“Adaleti nasıl eşit tahsis edeceğiz?”
10 Kasım 2016 - 12:11Sanatçı Yasemin Özcan 'Saadet Çıkmazı' adlı kişisel sergisiyle izleyicilerin karşısına çıkıyor. Sanatçı adalet, hak, hukuk kavramlarına kişisel hikayelerden yola çıkarak bakıyor
FİSUN YALÇINKAYA
Adalet, hak, hukuk, eşitlik, toplumsal cinsiyet, kadın olmak… Sanatçı Yasemin Özcan .artSümer’de açılan ‘Saadet Çıkmazı’ sergisinde bu kavramlara dair sorulara yer veriyor.
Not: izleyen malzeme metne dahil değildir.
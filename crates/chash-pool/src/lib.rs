//! Resource pool abstraction for hardware ECMP group tables.
//!
//! The forwarding ASIC exposes a bounded group table; every programmed
//! group consumes abstract resource units out of a fixed budget. This crate
//! models that budget and the group lifecycle on top of it:
//!
//! - [`ResourcePool`]: capacity accounting (charge on create, refund on
//!   delete, typed failure with no partial charge) and group bookkeeping
//! - [`ActualGroup`]: a live hardware group record
//! - [`PoolCallbacks`]: the synchronous driver boundary; the concrete
//!   SDK/ASIC implementation lives behind it
//!
//! The pool never retries or degrades on its own; callers decide what to do
//! with an [`PoolError::InsufficientResources`] result.

mod error;
mod pool;
mod types;

pub use error::{PoolError, PoolResult};
pub use pool::{NullCallbacks, PoolCallbacks, ResourcePool};
pub use types::{ActualGroup, CostModel, GroupId, PoolConfig};
//! Canonicalized IP prefix type.

use crate::ParseError;
use serde::{Deserialize, Serialize};
use std::fmt;
use std::net::{IpAddr, Ipv4Addr, Ipv6Addr};
use std::str::FromStr;

/// An IP prefix in CIDR notation, canonicalized at construction.
///
/// Host bits below the mask are cleared, so `192.168.1.1/24` and
/// `192.168.1.0/24` produce the same prefix and therefore the same route
/// key. Equality and ordering operate on the canonical (network, length)
/// pair.
#[derive(Debug, Clone, Copy, PartialEq, Eq, PartialOrd, Ord, Hash, Serialize, Deserialize)]
pub struct Prefix {
    network: IpAddr,
    len: u8,
}

impl Prefix {
    /// Creates a prefix from an address and mask length, masking host bits.
    ///
    /// # Errors
    ///
    /// Returns an error if the length exceeds the maximum for the address
    /// family (/32 for IPv4, /128 for IPv6).
    pub fn new(addr: IpAddr, len: u8) -> Result<Self, ParseError> {
        let max = match addr {
            IpAddr::V4(_) => 32,
            IpAddr::V6(_) => 128,
        };
        if len > max {
            return Err(ParseError::InvalidPrefixLength { len, max });
        }

        let network = match addr {
            IpAddr::V4(v4) => {
                let mask = if len == 0 { 0 } else { u32::MAX << (32 - len) };
                IpAddr::V4(Ipv4Addr::from(u32::from(v4) & mask))
            }
            IpAddr::V6(v6) => {
                let mask = if len == 0 {
                    0
                } else {
                    u128::MAX << (128 - len)
                };
                IpAddr::V6(Ipv6Addr::from(u128::from(v6) & mask))
            }
        };

        Ok(Prefix { network, len })
    }

    /// Returns the network address (host bits cleared).
    pub const fn network(&self) -> IpAddr {
        self.network
    }

    /// Returns the mask length in bits.
    pub const fn len(&self) -> u8 {
        self.len
    }

    /// Returns true if this is the default route (0.0.0.0/0 or ::/0).
    pub fn is_default(&self) -> bool {
        self.len == 0
    }
}

impl fmt::Display for Prefix {
    fn fmt(&self, f: &mut fmt::Formatter<'_>) -> fmt::Result {
        write!(f, "{}/{}", self.network, self.len)
    }
}

impl FromStr for Prefix {
    type Err = ParseError;

    fn from_str(s: &str) -> Result<Self, Self::Err> {
        let (addr_str, len_str) = s
            .rsplit_once('/')
            .ok_or_else(|| ParseError::InvalidIpPrefix(s.to_string()))?;

        let addr: IpAddr = addr_str
            .parse()
            .map_err(|_| ParseError::InvalidIpAddress(addr_str.to_string()))?;
        let len: u8 = len_str
            .parse()
            .map_err(|_| ParseError::InvalidIpPrefix(s.to_string()))?;

        Prefix::new(addr, len)
    }
}

#[cfg(test)]
mod tests {
    use super::*;
    use pretty_assertions::assert_eq;

    #[test]
    fn test_parse_and_display() {
        let prefix: Prefix = "10.0.0.0/24".parse().unwrap();
        assert_eq!(prefix.to_string(), "10.0.0.0/24");
        assert_eq!(prefix.len(), 24);
    }

    #[test]
    fn test_host_bits_are_masked() {
        let a: Prefix = "192.168.1.1/24".parse().unwrap();
        let b: Prefix = "192.168.1.0/24".parse().unwrap();
        assert_eq!(a, b);
        assert_eq!(a.to_string(), "192.168.1.0/24");
    }

    #[test]
    fn test_v6_masking() {
        let prefix: Prefix = "2001:db8::dead:beef/32".parse().unwrap();
        assert_eq!(prefix.to_string(), "2001:db8::/32");
    }

    #[test]
    fn test_default_route() {
        let v4: Prefix = "0.0.0.0/0".parse().unwrap();
        assert!(v4.is_default());

        let v6: Prefix = "::/0".parse().unwrap();
        assert!(v6.is_default());
    }

    #[test]
    fn test_invalid_length() {
        assert!("10.0.0.0/33".parse::<Prefix>().is_err());
        assert!("2001:db8::/129".parse::<Prefix>().is_err());
    }

    #[test]
    fn test_missing_mask() {
        assert!("10.0.0.0".parse::<Prefix>().is_err());
    }
}
//! Route entries and the route index.

mod types;

pub use types::{Route, RouteTable};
Özcan, 26 Kasım’a dek sürecek sergide kişisel hikayesiyle kesişen çok sayıda durumu ele alıyor ve farklı okumalar için izleyiciyi davet ediyor. Farklı malzemelerle üretilmiş eserlerden oluşan sergiyi Yasemin Özcan’la konuştuk.
Serginin hazırlık süreci nasıl oldu?
Çok yardım aldım, uzun bir teşekkür listem var. Basın bülteni arkasında performatif bir metne dönüşen teşekkür mektubu yer alıyor. Tüm dostlarıma müteşekkirim. Benim için sergiyi kurarken değişmeyecek olan şeyler vardı. Bunlardan bir tanesi ‘Aslanlarla Ceylanların Kucağında’ adlı işin yeri, bir diğeri de ‘Kaygulu Abdal Çıkmazı’nın sokak tabelası yüksekliğine asılması ve içeriyi işaret etmesi idi. İşlerin mekânla ilişkisini oldukça önemserken, küratöryel desteğini esirgemeyen Özge Ersoy’u anmak isterim. Sergiyi izleyenlerin fark edecekleri malzeme-üretim çeşitliliğinin sonucu olarak, atölye üretiminin ve çalışmanın beni ne denli beslediğini bu yaz derinden hissettim. Damıtmaya çalıştığım bir sergi düşledim, kavram kavram, yutkuna yutkuna gerçekleşti.
İşlerinizde ironi ve mizahı kullanmayı sevdiğinizi düşünüyorum.
O biraz hayatımın parçası. Başka türlüsünü bilmemek kadar, ironinin bazen bir savunma mekanizması olduğunu ve güç verdiğini hatırda tutuyorum, gücümü oradan alıyorum belki de... ‘Adalet Çay Bahçesi’ işini düşünürken ilk düşündüğüm kelime oldu Çay. Saklama kaplarını düşünürken, ağzımızın tadı tuzuysa eğer çay, şeker, kahve; bir evin bereketiyse, onlar bittiğinde evde düşülen telaşı, koştura koştura gidip almayı düşünelim; biz adaleti tüm insanlık için nasıl eşit şekilde tahsis edeceğiz sorusunun yangın yerine dönüşen dünya için önemli olduğunu düşünüyorum. ‘Tek kişisin sana yeter’de de fiziksel ve ruhsal ağırlığa rağmen bir mizah var. Bu iş tavanın, erkek dünyası için ne kadar önemli olduğunu hatırlamamı sağladı. Hiç bir şey yapamayan bir yumurta, bir menemen yapıyor. Her erkeğin mutfakta en azından bir tavası var.
Bekâr hayatın yarım ve tamamlanmış olması gerektiği fikri de var toplumda.
Aza kanaat etmek zorunda bırakılan, hep yarım olan, hep tamamlanması gereken… Senin sen olarak tam olmadığına inanan bir doku var. Bu da birey olamamakla ilgili o kadar temel bir şey ki. Ağzınla kuş tutsan anlatamayacağın… Sürekli çerçevelendirilen tanımlanan kadın olmaktan, hiç değilse ben çok yoruluyorum. ‘Tam-Yarım’ oldukça soyut bir iş bir yandan. Bir altın tabağın yarısının, yatay bir ayna aracılığıyla bütünlendiğini görüyoruz, duvarda ise bunun tam göründüğü gölgesi var. Gerçekten de kim tam, kim yarım, neye göre tam, neye göre yarım soruları düşünmeye değer.